Academic Journal Publishes My Article on Arbitration Law
The Corporate and Business Law Journal has published an article written by Meghan Warren and me about the differences between American and Australian law in permitting courts to correct legal errors made by arbitrators. It notes that the U.S. Supreme Court declined to settle the American law’s uncertainty on the issue in a case involving salesperson Mike Lindell (gift article here).
Court Enforces No Action Clause to Protect Non-Party to Agreement
Since litigation is burdensome and expensive, parties can agree to limit their exposure to a lawsuit. Courts may enforce “no action” clauses, putting up obstacles to opening a lawsuit, even when the lawsuit protects non-parties to the agreement.
For example, in a recent case before the state appeals court in Manhattan, a company sued a lender. The lender argued the case must be dismissed because the relevant agreement had a no action clause that allowed only parties with a minimum ownership of a trust to bring suit, and even then only on 60 days’ written notice to the trustee. The company argued the lender wasn’t a party to the agreement and so could not be protected by the no action clause.

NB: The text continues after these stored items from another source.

//! Scan-job orchestration.
//!
//! The [`Orchestrator`] owns the whole pipeline for a submitted file:
//! options validation, content hashing (a gating step, before any engine
//! runs), engine invocation through [`sonde_engines::Invoker`],
//! normalization into the canonical result, downstream security assessment,
//! and the single append into the history store. Batches run through a FIFO
//! queue drained by a fixed-size worker pool.

pub mod batch;
pub mod hashing;
pub mod metrics;
pub mod normalize;
pub mod orchestrator;
pub mod security;
pub mod status;

pub use metrics::{LiveMetrics, LiveSnapshot};
pub use orchestrator::{Orchestrator, OrchestratorConfig};
pub use status::{JobStatus, StatusService};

The court disagreed with the plaintiff and affirmed dismissal of the case.
Decisions like this illustrate how courts enforce no action clauses.

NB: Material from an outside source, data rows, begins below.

//! Result normalization: many raw engine reports, one canonical record.

use sonde_protocol::{
    new_id, EngineReport, EngineVerdict, FileHashes, ScanError, ScanResult, SecurityReport,
};
use std::collections::BTreeMap;

/// Everything the orchestrator gathered for one file before normalization.
/// Sub-records are attached only when actually computed upstream; the
/// normalizer never fabricates them.
pub struct NormalizeInput<'a> {
    pub filename: &'a str,
    pub size_bytes: u64,
    pub reports: &'a [EngineReport],
    pub hashes: Option<FileHashes>,
    pub metadata: Option<serde_json::Map<String, serde_json::Value>>,
    pub structure: Option<serde_json::Map<String, serde_json::Value>>,
    pub security: Option<SecurityReport>,
    pub scan_duration_ms: u64,
}

/// Pick the winning candidate among engine reports.
///
/// Highest confidence wins; equal confidence tie-breaks toward the
/// lexicographically smaller engine name so results are reproducible.
pub fn select_primary(reports: &[EngineReport]) -> Option<&EngineReport> {
    let mut sorted: Vec<&EngineReport> = reports.iter().collect();
    sorted.sort_by(|a, b| a.engine.cmp(&b.engine));

    let mut best: Option<&EngineReport> = None;
    for report in sorted {
        match best {
            Some(current) if report.confidence <= current.confidence => {}
            _ => best = Some(report),
        }
    }
    best
}

/// Merge engine-supplied metadata maps in engine-name order; on key
/// collisions the first engine (by name) wins. Returns None when no engine
/// supplied any metadata, keeping "not computed" distinguishable.
pub fn merge_engine_metadata(
    reports: &[EngineReport],
) -> Option<serde_json::Map<String, serde_json::Value>> {
    let mut sorted: Vec<&EngineReport> = reports.iter().collect();
    sorted.sort_by(|a, b| a.engine.cmp(&b.engine));

    let mut merged = serde_json::Map::new();
    for report in sorted {
        if let Some(metadata) = &report.metadata {
            for (key, value) in metadata {
                merged.entry(key.clone()).or_insert_with(|| value.clone());
            }
        }
    }
    if merged.is_empty() {
        None
    } else {
        Some(merged)
    }
}

/// Produce the canonical result for one file.
///
/// Deterministic given the same inputs, except for the generated id and
/// timestamp. All consulted engines are recorded regardless of which one
/// won.
pub fn normalize(input: NormalizeInput<'_>) -> Result<ScanResult, ScanError> {
    let primary = select_primary(input.reports).ok_or_else(|| {
        ScanError::engine_failure("normalizer", "no engine reports to normalize")
    })?;

    let mut engines_used: Vec<String> =
        input.reports.iter().map(|r| r.engine.clone()).collect();
    engines_used.sort();
    engines_used.dedup();

    let breakdown: BTreeMap<String, EngineVerdict> = input
        .reports
        .iter()
        .map(|r| {
            (
                r.engine.clone(),
                EngineVerdict {
                    media_type: r.media_type.clone(),
                    confidence: r.confidence,
                    elapsed_ms: r.elapsed_ms,
                },
            )
        })
        .collect();

    // Orchestrator-computed hashes win; engine-supplied ones fill in only
    // when the orchestrator did not hash (winner first, then name order).
    let hashes = input.hashes.or_else(|| {
        select_primary(input.reports)
            .and_then(|p| p.hashes.clone())
            .or_else(|| {
                let mut sorted: Vec<&EngineReport> = input.reports.iter().collect();
                sorted.sort_by(|a, b| a.engine.cmp(&b.engine));
                sorted.into_iter().find_map(|r| r.hashes.clone())
            })
    });

    Ok(ScanResult {
        id: new_id("scan"),
        filename: input.filename.to_string(),
        size_bytes: input.size_bytes,
        detected_type: primary.media_type.clone(),
        mime_type: primary.media_type.clone(),
        confidence: primary.confidence.clamp(0.0, 1.0),
        extension: primary.extension.clone(),
        engines_used,
        scan_duration_ms: input.scan_duration_ms,
        timestamp: chrono::Utc::now(),
        hashes,
        metadata: input.metadata,
        structure: input.structure,
        security: input.security,
        breakdown: Some(breakdown),
    })
}

#[cfg(test)]
mod tests {
    use super::*;

    fn report(engine: &str, media_type: &str, confidence: f32) -> EngineReport {
        EngineReport {
            engine: engine.to_string(),
            engine_version: None,
            media_type: media_type.to_string(),
            confidence,
            extension: None,
            elapsed_ms: 2.0,
            malware_score: None,
            hashes: None,
            metadata: None,
            extra: serde_json::Map::new(),
        }
    }

    fn input<'a>(reports: &'a [EngineReport]) -> NormalizeInput<'a> {
        NormalizeInput {
            filename: "sample.bin",
            size_bytes: 64,
            reports,
            hashes: None,
            metadata: None,
            structure: None,
            security: None,
            scan_duration_ms: 7,
        }
    }

    #[test]
    fn test_highest_confidence_wins() {
        let reports = vec![
            report("alpha", "text/plain", 0.6),
            report("beta", "application/pdf", 0.95),
        ];
        let result = normalize(input(&reports)).unwrap();
        assert_eq!(result.detected_type, "application/pdf");
        assert_eq!(result.confidence, 0.95);
        // Both consulted engines recorded regardless of winner.
        assert_eq!(result.engines_used, vec!["alpha", "beta"]);
    }

    #[test]
    fn test_tie_breaks_lexicographically() {
        let reports = vec![
            report("zeta", "application/zip", 0.8),
            report("alpha", "text/csv", 0.8),
        ];
        let result = normalize(input(&reports)).unwrap();
        assert_eq!(result.detected_type, "text/csv");
    }

    #[test]
    fn test_engines_used_is_sorted_and_never_empty() {
        let reports = vec![
            report("zeta", "a/b", 0.1),
            report("alpha", "a/b", 0.2),
            report("mid", "a/b", 0.3),
        ];
        let result = normalize(input(&reports)).unwrap();
        assert_eq!(result.engines_used, vec!["alpha", "mid", "zeta"]);
        assert!(!result.engines_used.is_empty());
    }

    #[test]
    fn test_no_reports_is_an_error() {
        let reports: Vec<EngineReport> = vec![];
        assert!(normalize(input(&reports)).is_err());
    }

    #[test]
    fn test_idempotent_except_id_and_timestamp() {
        let reports = vec![
            report("alpha", "text/plain", 0.6),
            report("beta", "application/pdf", 0.95),
        ];
        let mut first = normalize(input(&reports)).unwrap();
        let mut second = normalize(input(&reports)).unwrap();

        assert_ne!(first.id, second.id);
        first.id = String::new();
        second.id = String::new();
        first.timestamp = second.timestamp;

        let a = serde_json::to_string(&first).unwrap();
        let b = serde_json::to_string(&second).unwrap();
        assert_eq!(a, b);
    }

    #[test]
    fn test_orchestrator_hashes_win_over_engine_hashes() {
        let mut with_hashes = report("alpha", "text/plain", 0.9);
        with_hashes.hashes = Some(FileHashes {
            md5: "engine".into(),
            sha1: "engine".into(),
            sha256: "engine".into(),
            crc32: "engine".into(),
        });
        let reports = vec![with_hashes];

        let mut inp = input(&reports);
        inp.hashes = Some(FileHashes {
            md5: "local".into(),
            sha1: "local".into(),
            sha256: "local".into(),
            crc32: "local".into(),
        });
        let result = normalize(inp).unwrap();
        assert_eq!(result.hashes.unwrap().md5, "local");

        // Without local hashes the engine-supplied ones survive.
        let result = normalize(input(&reports)).unwrap();
        assert_eq!(result.hashes.unwrap().md5, "engine");
    }

    #[test]
    fn test_absent_subrecords_stay_absent() {
        let reports = vec![report("alpha", "text/plain", 0.5)];
        let result = normalize(input(&reports)).unwrap();
        assert!(result.hashes.is_none());
        assert!(result.metadata.is_none());
        assert!(result.structure.is_none());
        assert!(result.security.is_none());
    }

    #[test]
    fn test_merge_engine_metadata_first_writer_wins() {
        let mut a = report("alpha", "a/b", 0.5);
        let mut z = report("zeta", "a/b", 0.9);
        a.metadata = Some(
            serde_json::json!({"charset": "utf-8"})
                .as_object()
                .unwrap()
                .clone(),
        );
        z.metadata = Some(
            serde_json::json!({"charset": "latin-1", "lines": 10})
                .as_object()
                .unwrap()
                .clone(),
        );
        // zeta wins detection, but alpha sorts first for metadata merging
        let merged = merge_engine_metadata(&[z, a]).unwrap();
        assert_eq!(merged.get("charset").unwrap(), "utf-8");
        assert_eq!(merged.get("lines").unwrap(), 10);
    }

    #[test]
    fn test_merge_engine_metadata_none_when_absent() {
        let reports = vec![report("alpha", "a/b", 0.5)];
        assert!(merge_engine_metadata(&reports).is_none());
    }
}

Court Refuses to Dismiss Negligence Claim For Lack of Duty
To prevail on a negligence claim, a plaintiff needs to establish that the defendant owed her a duty. This is a fact-specific inquiry, and a trial may decide disputed facts, so it is difficult to dismiss negligence claims before trial on the grounds that a duty did not exist.
For example, in a recent case before the state appeals court in Manhattan, a woman sued a Catholic diocese for abuse she suffered at a school. The diocese argued it did not owe her a duty since it did not own or operate the school. But the appeals court affirmed denial of summary judgment for the diocese, noting that there were disputed issues of fact that suggest the diocese did have “some degree of control.”
Decisions like this illustrate the challenges in litigating negligence claims.
Court Refuses to Take Judicial Notice of Disputes Issues Outside of Complaint
When a judge is deciding to dismiss a claim at the start of litigation, she will typically review only the complaint itself to make sure it is legally sufficient. A defendant who presents evidence to show her innocence may want the case dismissed sooner, but judges will often reject these arguments at the motion-to-dismiss phase. Evidence is weighed at a later stage of litigation.
For example, in a recent case before the federal district court in Miami, the president of the United States sued a newspaper; he claimed an article it wrote about his sending a birthday note to notorious monster Jeffrey Epstein was defamatory. The newspaper, in its motion to dismiss, asked the court to take “judicial notice” of evidence not in the complaint. These included the note itself, which the complaint describes, and documents from a congressional investigation into this matter. The court held that, since the President disputed the authenticity of the documents and information, it could not consider them on a motion to dismiss.
Decisions like this illustrate the limits courts place on relevant material for a motion to dismiss.